= Task description =
For the records that follow, give the number of lines containing the word "AsyncWrite", with no added text.

= Records shown =
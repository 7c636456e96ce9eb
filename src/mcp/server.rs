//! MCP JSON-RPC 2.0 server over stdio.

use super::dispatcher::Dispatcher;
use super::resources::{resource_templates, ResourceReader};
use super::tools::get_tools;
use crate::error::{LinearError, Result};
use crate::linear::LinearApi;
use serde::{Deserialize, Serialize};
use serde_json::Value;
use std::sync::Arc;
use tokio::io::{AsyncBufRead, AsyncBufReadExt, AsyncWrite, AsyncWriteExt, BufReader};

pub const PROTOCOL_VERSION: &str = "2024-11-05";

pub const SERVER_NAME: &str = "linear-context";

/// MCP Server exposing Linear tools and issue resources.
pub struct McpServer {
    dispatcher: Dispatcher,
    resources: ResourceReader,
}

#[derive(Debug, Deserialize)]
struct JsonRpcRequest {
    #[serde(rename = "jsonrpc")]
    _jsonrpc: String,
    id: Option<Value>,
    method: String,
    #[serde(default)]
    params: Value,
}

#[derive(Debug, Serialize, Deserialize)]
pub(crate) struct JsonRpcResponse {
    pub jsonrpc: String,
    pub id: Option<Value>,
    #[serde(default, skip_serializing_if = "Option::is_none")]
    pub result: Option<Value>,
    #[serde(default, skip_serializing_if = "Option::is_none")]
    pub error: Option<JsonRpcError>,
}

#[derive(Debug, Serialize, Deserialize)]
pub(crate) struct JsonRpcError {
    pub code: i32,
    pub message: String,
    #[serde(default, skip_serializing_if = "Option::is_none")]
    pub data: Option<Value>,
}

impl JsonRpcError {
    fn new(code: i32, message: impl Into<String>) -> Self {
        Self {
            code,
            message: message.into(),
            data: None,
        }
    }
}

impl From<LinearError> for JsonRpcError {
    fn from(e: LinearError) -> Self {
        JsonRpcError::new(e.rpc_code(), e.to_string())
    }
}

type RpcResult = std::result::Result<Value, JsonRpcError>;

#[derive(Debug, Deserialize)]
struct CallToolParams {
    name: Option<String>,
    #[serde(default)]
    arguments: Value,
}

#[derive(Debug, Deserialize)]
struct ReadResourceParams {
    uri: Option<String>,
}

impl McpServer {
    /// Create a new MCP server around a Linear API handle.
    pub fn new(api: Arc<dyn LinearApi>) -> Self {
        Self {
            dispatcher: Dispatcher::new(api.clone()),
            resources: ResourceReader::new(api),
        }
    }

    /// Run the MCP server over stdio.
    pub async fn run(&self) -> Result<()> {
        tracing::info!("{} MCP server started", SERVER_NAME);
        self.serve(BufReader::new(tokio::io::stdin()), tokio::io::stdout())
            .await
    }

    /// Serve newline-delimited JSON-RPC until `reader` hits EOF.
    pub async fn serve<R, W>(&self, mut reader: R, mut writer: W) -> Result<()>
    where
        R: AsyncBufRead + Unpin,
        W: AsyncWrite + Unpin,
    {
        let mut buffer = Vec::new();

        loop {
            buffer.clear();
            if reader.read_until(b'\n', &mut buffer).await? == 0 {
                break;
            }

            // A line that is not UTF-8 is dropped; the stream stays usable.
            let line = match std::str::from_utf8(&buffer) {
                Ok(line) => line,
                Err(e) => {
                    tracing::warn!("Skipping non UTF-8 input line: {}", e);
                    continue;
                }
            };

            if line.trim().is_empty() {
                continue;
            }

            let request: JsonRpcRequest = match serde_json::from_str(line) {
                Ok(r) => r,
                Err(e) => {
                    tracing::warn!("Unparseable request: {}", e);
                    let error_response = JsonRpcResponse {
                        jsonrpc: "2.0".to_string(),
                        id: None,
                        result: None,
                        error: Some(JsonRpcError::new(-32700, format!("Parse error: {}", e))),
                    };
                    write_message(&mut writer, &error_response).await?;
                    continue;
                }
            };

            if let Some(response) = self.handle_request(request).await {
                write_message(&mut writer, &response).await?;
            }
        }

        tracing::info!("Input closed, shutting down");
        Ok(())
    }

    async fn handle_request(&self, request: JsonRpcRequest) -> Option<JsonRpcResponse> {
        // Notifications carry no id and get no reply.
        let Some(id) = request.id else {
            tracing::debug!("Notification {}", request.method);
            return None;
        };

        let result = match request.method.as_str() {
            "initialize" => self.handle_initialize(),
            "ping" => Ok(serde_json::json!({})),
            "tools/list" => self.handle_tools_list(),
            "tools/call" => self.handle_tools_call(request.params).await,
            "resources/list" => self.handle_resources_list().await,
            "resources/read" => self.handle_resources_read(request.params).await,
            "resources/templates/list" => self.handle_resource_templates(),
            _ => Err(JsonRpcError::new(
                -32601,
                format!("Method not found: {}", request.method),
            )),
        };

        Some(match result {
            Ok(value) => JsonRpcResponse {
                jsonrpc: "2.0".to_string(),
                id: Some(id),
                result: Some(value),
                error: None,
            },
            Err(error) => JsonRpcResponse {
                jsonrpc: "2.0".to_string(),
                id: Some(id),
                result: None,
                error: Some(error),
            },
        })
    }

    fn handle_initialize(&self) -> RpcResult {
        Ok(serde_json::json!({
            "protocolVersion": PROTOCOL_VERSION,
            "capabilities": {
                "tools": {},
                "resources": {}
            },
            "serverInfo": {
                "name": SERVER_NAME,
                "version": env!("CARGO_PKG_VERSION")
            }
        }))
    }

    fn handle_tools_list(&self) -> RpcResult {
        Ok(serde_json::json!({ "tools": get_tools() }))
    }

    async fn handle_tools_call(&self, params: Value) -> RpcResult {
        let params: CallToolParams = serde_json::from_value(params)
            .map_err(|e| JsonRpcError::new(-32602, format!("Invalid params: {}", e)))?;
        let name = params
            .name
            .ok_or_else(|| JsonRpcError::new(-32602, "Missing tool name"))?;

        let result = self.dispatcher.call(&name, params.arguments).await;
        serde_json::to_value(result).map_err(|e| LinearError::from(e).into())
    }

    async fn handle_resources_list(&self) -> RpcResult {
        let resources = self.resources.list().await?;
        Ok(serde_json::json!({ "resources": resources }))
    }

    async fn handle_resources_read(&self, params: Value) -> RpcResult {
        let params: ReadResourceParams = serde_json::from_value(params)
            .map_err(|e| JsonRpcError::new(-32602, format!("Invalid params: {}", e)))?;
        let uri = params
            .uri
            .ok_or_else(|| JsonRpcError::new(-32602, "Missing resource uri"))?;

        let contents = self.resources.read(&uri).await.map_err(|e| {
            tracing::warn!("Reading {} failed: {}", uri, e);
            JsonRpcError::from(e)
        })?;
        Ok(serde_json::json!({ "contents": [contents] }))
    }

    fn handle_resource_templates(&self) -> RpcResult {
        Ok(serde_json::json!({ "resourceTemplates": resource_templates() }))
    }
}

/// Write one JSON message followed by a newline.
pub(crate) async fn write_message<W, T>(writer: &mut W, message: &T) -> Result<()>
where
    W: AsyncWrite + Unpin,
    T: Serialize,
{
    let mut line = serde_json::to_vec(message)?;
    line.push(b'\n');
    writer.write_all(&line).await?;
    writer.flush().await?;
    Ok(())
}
---
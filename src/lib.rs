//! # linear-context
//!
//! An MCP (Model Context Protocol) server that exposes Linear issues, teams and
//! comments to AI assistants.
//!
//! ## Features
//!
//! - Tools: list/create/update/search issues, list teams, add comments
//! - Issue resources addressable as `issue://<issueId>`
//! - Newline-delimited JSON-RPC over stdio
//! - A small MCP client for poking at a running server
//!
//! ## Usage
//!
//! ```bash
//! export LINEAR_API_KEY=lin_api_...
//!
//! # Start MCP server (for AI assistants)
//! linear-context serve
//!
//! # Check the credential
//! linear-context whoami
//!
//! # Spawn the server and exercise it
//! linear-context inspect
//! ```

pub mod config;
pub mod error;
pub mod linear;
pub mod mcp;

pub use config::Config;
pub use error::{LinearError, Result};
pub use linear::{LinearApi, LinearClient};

= Expected output =
3